Which is the nub of the issue. Sclerotic, “liberated” former powers are sitting ducks. Delirium is necessary for life. “The prerequisites of Buddhism,” says Nietzsche, acidly, “are a mild climate, great gentleness and liberality in the customs of the people and no militarism” (Antichrist, 21). The exemplum of a healthy delirium is Judaism “in the period of the kings,” when “Israel’s attitude to all things was the right one—that is to say, the natural one” (25). Its god was “the expression of its consciousness of power, of its joy over itself” (ibid.).
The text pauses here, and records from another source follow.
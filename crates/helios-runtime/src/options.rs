//! Runtime configuration.

use helios_core::Target;

pub use helios_scene::SpecializationMode;

/// Options the runtime is constructed with.
#[derive(Debug, Clone)]
pub struct RuntimeOptions {
    /// Tracer mode: iterations consume explicit ray lists.
    pub is_tracer: bool,
    /// Interactive sessions halve the recommended samples per iteration.
    pub is_interactive: bool,
    /// Compile tonemap and imageinfo shaders.
    pub enable_tonemapping: bool,
    /// Collect per-shader statistics.
    pub acquire_stats: bool,
    /// Log every device dispatch.
    pub debug_trace: bool,
    /// Samples per iteration; zero selects automatically.
    pub spi: u32,
    /// Base random seed.
    pub seed: u32,
    pub target: Target,
    /// Technique override; empty keeps the scene's technique.
    pub override_technique: String,
    /// Camera override; empty keeps the scene's camera.
    pub override_camera: String,
    /// Film size override; zero keeps the scene's film size.
    pub override_film_size: (u32, u32),
    /// Specialization of generated shaders, applied at load time.
    pub specialization: SpecializationMode,
    /// Run the denoiser after the final variant of each iteration.
    pub denoise: bool,
}

impl Default for RuntimeOptions {
    fn default() -> Self {
        Self {
            is_tracer: false,
            is_interactive: false,
            enable_tonemapping: true,
            acquire_stats: false,
            debug_trace: false,
            spi: 0,
            seed: 0,
            target: Target::pick_best(),
            override_technique: String::new(),
            override_camera: String::new(),
            override_film_size: (0, 0),
            specialization: SpecializationMode::default(),
            denoise: false,
        }
    }
}

impl RuntimeOptions {
    /// Default options for tracer or camera mode.
    #[must_use]
    pub fn for_trace(trace: bool) -> Self {
        Self {
            is_tracer: trace,
            ..Default::default()
        }
    }
}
Connolly perceives Europe’s decline, a decline which makes the art of old—founded on truths of error, but positive and self-affirmatory—impossible, leaving to the modern European artist only “the resonance of his solitude or the quality of his despair.” Cioran realises it and embodies it; and thus losing the particularity of his vision, the self-regard of a healthy “good European”, universalises the diagnosis—dwells on the generality of moribundity.

The tragic view of history, the “real truth”, is an expression of European decline. Justly the Washington Post dubs Cioran the “final philosopher of the Western world.”

The Problem of Europe


How is Europe become a laughingstock? “How is she become as a widow?” (Lamentations, 1:1).

“[L]ittle by little, individuals insinuate themselves among the ‘natives,’ too anaemic and too distinguished to stoop to the notion of a ‘territory’” (Cioran, p. 8). Of whom do these natives remind us with their “distinction” but Nietzsche’s slave, “the inevitability of [whose] being made to wait” he transforms, through the jaundiced magic of ressentiment become creative, into “patience” (On the Genealogy of Morals, 14).

Manners, civility: the sign of civilisation. But civilisation for Spengler is only “the inevitable destiny of the Culture” (Decline of the West, vol. 1, transl. C. F. Atkinson [1926], p. 31), and a sorry one. “Civilizations are the most external and artificial states of which a species of developed humanity is capable. They are a conclusion, the thing-become succeeding the thing-becoming…” (ibid.). (Consider Cioran on the liberated: “it excludes itself from becoming” [p. 9].)

Furthermore, millennia of delirium, “long rivalries”, have exhausted European cultures, “weakening one another” (Cioran, p. 8). This is the kleine Politik (petty politics) embodied in Bismarck that Nietzsche despises, the wasteful expenditure of European vitality quarrelling with itself along old nation-state divides.

Nietzsche’s vision of grosse Politik (great politics) involves the forging of a new “virilised” Europe. Europe must “[get] the upper hand of the merchant and the Philistine”, overcome “Christianity and the extravagant spirit of the eighteenth century” and the “modern ideas” of 1789, in order to “unearth a whole block of the ancient character, the decisive block perhaps, the block of granite,” thereby to establish “one Europe, which [is] to be mistress of the world” (Gay Science, 362).